***** Records for this task *****
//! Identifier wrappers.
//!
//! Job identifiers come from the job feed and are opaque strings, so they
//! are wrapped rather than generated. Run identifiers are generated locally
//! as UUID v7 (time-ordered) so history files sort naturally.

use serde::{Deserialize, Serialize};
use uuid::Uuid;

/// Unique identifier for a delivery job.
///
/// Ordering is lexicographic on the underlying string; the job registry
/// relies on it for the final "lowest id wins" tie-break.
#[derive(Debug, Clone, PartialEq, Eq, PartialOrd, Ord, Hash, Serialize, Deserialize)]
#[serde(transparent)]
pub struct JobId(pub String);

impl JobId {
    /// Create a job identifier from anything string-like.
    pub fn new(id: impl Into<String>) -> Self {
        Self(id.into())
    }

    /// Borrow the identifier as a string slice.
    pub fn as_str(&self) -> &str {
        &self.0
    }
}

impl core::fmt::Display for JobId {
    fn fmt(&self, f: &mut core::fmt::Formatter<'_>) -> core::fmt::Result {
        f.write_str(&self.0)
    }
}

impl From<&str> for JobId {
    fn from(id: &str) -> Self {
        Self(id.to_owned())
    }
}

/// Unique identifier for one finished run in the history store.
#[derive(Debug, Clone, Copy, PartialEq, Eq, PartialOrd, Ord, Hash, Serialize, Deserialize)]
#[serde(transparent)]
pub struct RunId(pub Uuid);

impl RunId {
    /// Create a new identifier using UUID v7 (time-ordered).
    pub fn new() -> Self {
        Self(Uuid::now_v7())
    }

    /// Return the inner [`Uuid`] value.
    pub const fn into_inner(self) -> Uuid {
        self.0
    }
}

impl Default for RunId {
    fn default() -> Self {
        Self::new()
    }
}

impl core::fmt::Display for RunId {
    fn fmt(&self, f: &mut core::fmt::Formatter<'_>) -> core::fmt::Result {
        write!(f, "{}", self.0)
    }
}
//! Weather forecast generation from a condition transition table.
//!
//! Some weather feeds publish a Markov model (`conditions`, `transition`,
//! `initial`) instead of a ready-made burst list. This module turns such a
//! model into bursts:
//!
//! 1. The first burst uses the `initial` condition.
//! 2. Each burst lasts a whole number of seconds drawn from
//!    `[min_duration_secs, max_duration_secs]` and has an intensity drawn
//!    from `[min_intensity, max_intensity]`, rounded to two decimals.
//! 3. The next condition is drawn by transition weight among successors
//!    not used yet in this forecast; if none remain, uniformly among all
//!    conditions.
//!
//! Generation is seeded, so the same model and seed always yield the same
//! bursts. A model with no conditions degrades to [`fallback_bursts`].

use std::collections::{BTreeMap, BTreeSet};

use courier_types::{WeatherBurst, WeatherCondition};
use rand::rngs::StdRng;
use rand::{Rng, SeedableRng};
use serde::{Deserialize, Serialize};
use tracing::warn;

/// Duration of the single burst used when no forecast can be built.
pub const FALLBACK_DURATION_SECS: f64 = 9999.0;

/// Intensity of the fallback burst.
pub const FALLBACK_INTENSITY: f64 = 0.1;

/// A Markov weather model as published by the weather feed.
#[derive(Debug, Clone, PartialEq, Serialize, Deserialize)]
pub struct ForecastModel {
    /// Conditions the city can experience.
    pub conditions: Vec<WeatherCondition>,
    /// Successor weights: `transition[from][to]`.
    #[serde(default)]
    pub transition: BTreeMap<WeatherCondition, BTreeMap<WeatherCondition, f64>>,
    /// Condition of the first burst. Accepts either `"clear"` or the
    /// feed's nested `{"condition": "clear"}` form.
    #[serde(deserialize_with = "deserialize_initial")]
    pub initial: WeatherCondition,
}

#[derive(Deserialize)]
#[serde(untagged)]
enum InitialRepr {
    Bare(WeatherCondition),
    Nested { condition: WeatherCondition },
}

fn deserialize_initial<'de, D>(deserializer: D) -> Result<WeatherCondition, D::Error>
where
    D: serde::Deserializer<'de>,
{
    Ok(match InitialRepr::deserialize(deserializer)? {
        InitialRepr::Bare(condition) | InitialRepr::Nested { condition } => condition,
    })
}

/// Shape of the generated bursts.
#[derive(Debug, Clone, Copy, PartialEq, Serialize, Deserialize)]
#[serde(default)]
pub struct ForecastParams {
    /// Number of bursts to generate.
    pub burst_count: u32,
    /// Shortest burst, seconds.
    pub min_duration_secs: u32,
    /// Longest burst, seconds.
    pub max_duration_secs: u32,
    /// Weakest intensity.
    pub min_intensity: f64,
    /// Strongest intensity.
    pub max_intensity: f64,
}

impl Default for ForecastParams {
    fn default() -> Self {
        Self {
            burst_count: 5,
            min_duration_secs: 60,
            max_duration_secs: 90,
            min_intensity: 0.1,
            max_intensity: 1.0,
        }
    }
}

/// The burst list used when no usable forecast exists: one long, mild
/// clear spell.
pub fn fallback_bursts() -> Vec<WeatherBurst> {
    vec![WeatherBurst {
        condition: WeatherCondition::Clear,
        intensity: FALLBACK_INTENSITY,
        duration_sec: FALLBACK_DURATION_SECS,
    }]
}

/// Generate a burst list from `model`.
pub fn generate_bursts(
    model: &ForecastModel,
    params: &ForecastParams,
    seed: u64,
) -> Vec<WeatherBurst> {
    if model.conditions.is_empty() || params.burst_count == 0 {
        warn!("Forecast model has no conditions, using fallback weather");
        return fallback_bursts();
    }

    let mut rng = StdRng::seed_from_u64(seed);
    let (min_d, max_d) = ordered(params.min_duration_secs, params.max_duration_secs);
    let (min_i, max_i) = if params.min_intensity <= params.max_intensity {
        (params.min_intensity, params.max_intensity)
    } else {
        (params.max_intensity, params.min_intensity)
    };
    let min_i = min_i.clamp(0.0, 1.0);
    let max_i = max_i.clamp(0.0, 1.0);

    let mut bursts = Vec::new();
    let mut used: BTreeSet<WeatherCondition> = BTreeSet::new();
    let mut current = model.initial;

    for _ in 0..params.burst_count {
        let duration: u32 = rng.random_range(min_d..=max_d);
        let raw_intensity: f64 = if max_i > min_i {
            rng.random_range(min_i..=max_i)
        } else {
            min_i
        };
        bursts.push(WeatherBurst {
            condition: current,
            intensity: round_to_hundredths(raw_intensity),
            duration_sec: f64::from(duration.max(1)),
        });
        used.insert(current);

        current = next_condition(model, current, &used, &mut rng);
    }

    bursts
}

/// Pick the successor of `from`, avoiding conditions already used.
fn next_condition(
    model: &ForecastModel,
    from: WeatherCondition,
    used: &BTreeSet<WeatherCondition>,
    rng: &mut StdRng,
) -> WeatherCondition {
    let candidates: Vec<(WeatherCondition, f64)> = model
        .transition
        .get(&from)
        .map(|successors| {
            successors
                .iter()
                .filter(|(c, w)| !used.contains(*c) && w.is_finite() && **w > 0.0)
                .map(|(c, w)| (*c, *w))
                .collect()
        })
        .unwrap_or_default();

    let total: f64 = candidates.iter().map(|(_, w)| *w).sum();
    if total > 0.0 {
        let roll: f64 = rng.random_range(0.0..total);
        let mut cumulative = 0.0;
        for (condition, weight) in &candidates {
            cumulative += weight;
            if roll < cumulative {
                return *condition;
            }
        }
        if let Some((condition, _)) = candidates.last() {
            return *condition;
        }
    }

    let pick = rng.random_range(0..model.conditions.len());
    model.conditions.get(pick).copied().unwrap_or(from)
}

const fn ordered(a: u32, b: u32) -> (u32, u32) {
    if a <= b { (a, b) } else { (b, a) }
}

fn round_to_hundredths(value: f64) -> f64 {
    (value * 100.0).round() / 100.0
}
*****
What this task involves: An exact repetition of all the entries is required.

Response below:
//! Identifier wrappers.
//!
//! Job identifiers come from the job feed and are opaque strings, so they
//! are wrapped rather than generated. Run identifiers are generated locally
//! as UUID v7 (time-ordered) so history files sort naturally.

use serde::{Deserialize, Serialize};
use uuid::Uuid;

/// Unique identifier for a delivery job.
///
/// Ordering is lexicographic on the underlying string; the job registry
/// relies on it for the final "lowest id wins" tie-break.
#[derive(Debug, Clone, PartialEq, Eq, PartialOrd, Ord, Hash, Serialize, Deserialize)]
#[serde(transparent)]
pub struct JobId(pub String);

impl JobId {
    /// Create a job identifier from anything string-like.
    pub fn new(id: impl Into<String>) -> Self {
        Self(id.into())
    }

    /// Borrow the identifier as a string slice.
    pub fn as_str(&self) -> &str {
        &self.0
    }
}

impl core::fmt::Display for JobId {
    fn fmt(&self, f: &mut core::fmt::Formatter<'_>) -> core::fmt::Result {
        f.write_str(&self.0)
    }
}

impl From<&str> for JobId {
    fn from(id: &str) -> Self {
        Self(id.to_owned())
    }
}

/// Unique identifier for one finished run in the history store.
#[derive(Debug, Clone, Copy, PartialEq, Eq, PartialOrd, Ord, Hash, Serialize, Deserialize)]
#[serde(transparent)]
pub struct RunId(pub Uuid);

impl RunId {
    /// Create a new identifier using UUID v7 (time-ordered).
    pub fn new() -> Self {
        Self(Uuid::now_v7())
    }

    /// Return the inner [`Uuid`] value.
    pub const fn into_inner(self) -> Uuid {
        self.0
    }
}

impl Default for RunId {
    fn default() -> Self {
        Self::new()
    }
}

impl core::fmt::Display for RunId {
    fn fmt(&self, f: &mut core::fmt::Formatter<'_>) -> core::fmt::Result {
        write!(f, "{}", self.0)
    }
}
//! Weather forecast generation from a condition transition table.
//!
//! Some weather feeds publish a Markov model (`conditions`, `transition`,
//! `initial`) instead of a ready-made burst list. This module turns such a
//! model into bursts:
//!
//! 1. The first burst uses the `initial` condition.
//! 2. Each burst lasts a whole number of seconds drawn from
//!    `[min_duration_secs, max_duration_secs]` and has an intensity drawn
//!    from `[min_intensity, max_intensity]`, rounded to two decimals.
//! 3. The next condition is drawn by transition weight among successors
//!    not used yet in this forecast; if none remain, uniformly among all
//!    conditions.
//!
//! Generation is seeded, so the same model and seed always yield the same
//! bursts. A model with no conditions degrades to [`fallback_bursts`].

use std::collections::{BTreeMap, BTreeSet};

use courier_types::{WeatherBurst, WeatherCondition};
use rand::rngs::StdRng;
use rand::{Rng, SeedableRng};
use serde::{Deserialize, Serialize};
use tracing::warn;

/// Duration of the single burst used when no forecast can be built.
pub const FALLBACK_DURATION_SECS: f64 = 9999.0;

/// Intensity of the fallback burst.
pub const FALLBACK_INTENSITY: f64 = 0.1;

/// A Markov weather model as published by the weather feed.
#[derive(Debug, Clone, PartialEq, Serialize, Deserialize)]
pub struct ForecastModel {
    /// Conditions the city can experience.
    pub conditions: Vec<WeatherCondition>,
    /// Successor weights: `transition[from][to]`.
    #[serde(default)]
    pub transition: BTreeMap<WeatherCondition, BTreeMap<WeatherCondition, f64>>,
    /// Condition of the first burst. Accepts either `"clear"` or the
    /// feed's nested `{"condition": "clear"}` form.
    #[serde(deserialize_with = "deserialize_initial")]
    pub initial: WeatherCondition,
}

#[derive(Deserialize)]
#[serde(untagged)]
enum InitialRepr {
    Bare(WeatherCondition),
    Nested { condition: WeatherCondition },
}

fn deserialize_initial<'de, D>(deserializer: D) -> Result<WeatherCondition, D::Error>
where
    D: serde::Deserializer<'de>,
{
    Ok(match InitialRepr::deserialize(deserializer)? {
        InitialRepr::Bare(condition) | InitialRepr::Nested { condition } => condition,
    })
}

/// Shape of the generated bursts.
#[derive(Debug, Clone, Copy, PartialEq, Serialize, Deserialize)]
#[serde(default)]
pub struct ForecastParams {
    /// Number of bursts to generate.
    pub burst_count: u32,
    /// Shortest burst, seconds.
    pub min_duration_secs: u32,
    /// Longest burst, seconds.
    pub max_duration_secs: u32,
    /// Weakest intensity.
    pub min_intensity: f64,
    /// Strongest intensity.
    pub max_intensity: f64,
}

impl Default for ForecastParams {
    fn default() -> Self {
        Self {
            burst_count: 5,
            min_duration_secs: 60,
            max_duration_secs: 90,
            min_intensity: 0.1,
            max_intensity: 1.0,
        }
    }
}

/// The burst list used when no usable forecast exists: one long, mild
/// clear spell.
pub fn fallback_bursts() -> Vec<WeatherBurst> {
    vec![WeatherBurst {
        condition: WeatherCondition::Clear,
        intensity: FALLBACK_INTENSITY,
        duration_sec: FALLBACK_DURATION_SECS,
    }]
}

/// Generate a burst list from `model`.
pub fn generate_bursts(
    model: &ForecastModel,
    params: &ForecastParams,
    seed: u64,
) -> Vec<WeatherBurst> {
    if model.conditions.is_empty() || params.burst_count == 0 {
        warn!("Forecast model has no conditions, using fallback weather");
        return fallback_bursts();
    }

    let mut rng = StdRng::seed_from_u64(seed);
    let (min_d, max_d) = ordered(params.min_duration_secs, params.max_duration_secs);
    let (min_i, max_i) = if params.min_intensity <= params.max_intensity {
        (params.min_intensity, params.max_intensity)
    } else {
        (params.max_intensity, params.min_intensity)
    };
    let min_i = min_i.clamp(0.0, 1.0);
    let max_i = max_i.clamp(0.0, 1.0);

    let mut bursts = Vec::new();
    let mut used: BTreeSet<WeatherCondition> = BTreeSet::new();
    let mut current = model.initial;

    for _ in 0..params.burst_count {
        let duration: u32 = rng.random_range(min_d..=max_d);
        let raw_intensity: f64 = if max_i > min_i {
            rng.random_range(min_i..=max_i)
        } else {
            min_i
        };
        bursts.push(WeatherBurst {
            condition: current,
            intensity: round_to_hundredths(raw_intensity),
            duration_sec: f64::from(duration.max(1)),
        });
        used.insert(current);

        current = next_condition(model, current, &used, &mut rng);
    }

    bursts
}

/// Pick the successor of `from`, avoiding conditions already used.
fn next_condition(
    model: &ForecastModel,
    from: WeatherCondition,
    used: &BTreeSet<WeatherCondition>,
    rng: &mut StdRng,
) -> WeatherCondition {
    let candidates: Vec<(WeatherCondition, f64)> = model
        .transition
        .get(&from)
        .map(|successors| {
            successors
                .iter()
                .filter(|(c, w)| !used.contains(*c) && w.is_finite() && **w > 0.0)
                .map(|(c, w)| (*c, *w))
                .collect()
        })
        .unwrap_or_default();

    let total: f64 = candidates.iter().map(|(_, w)| *w).sum();
    if total > 0.0 {
        let roll: f64 = rng.random_range(0.0..total);
        let mut cumulative = 0.0;
        for (condition, weight) in &candidates {
            cumulative += weight;
            if roll < cumulative {
                return *condition;
            }
        }
        if let Some((condition, _)) = candidates.last() {
            return *condition;
        }
    }

    let pick = rng.random_range(0..model.conditions.len());
    model.conditions.get(pick).copied().unwrap_or(from)
}

const fn ordered(a: u32, b: u32) -> (u32, u32) {
    if a <= b { (a, b) } else { (b, a) }
}

fn round_to_hundredths(value: f64) -> f64 {
    (value * 100.0).round() / 100.0
}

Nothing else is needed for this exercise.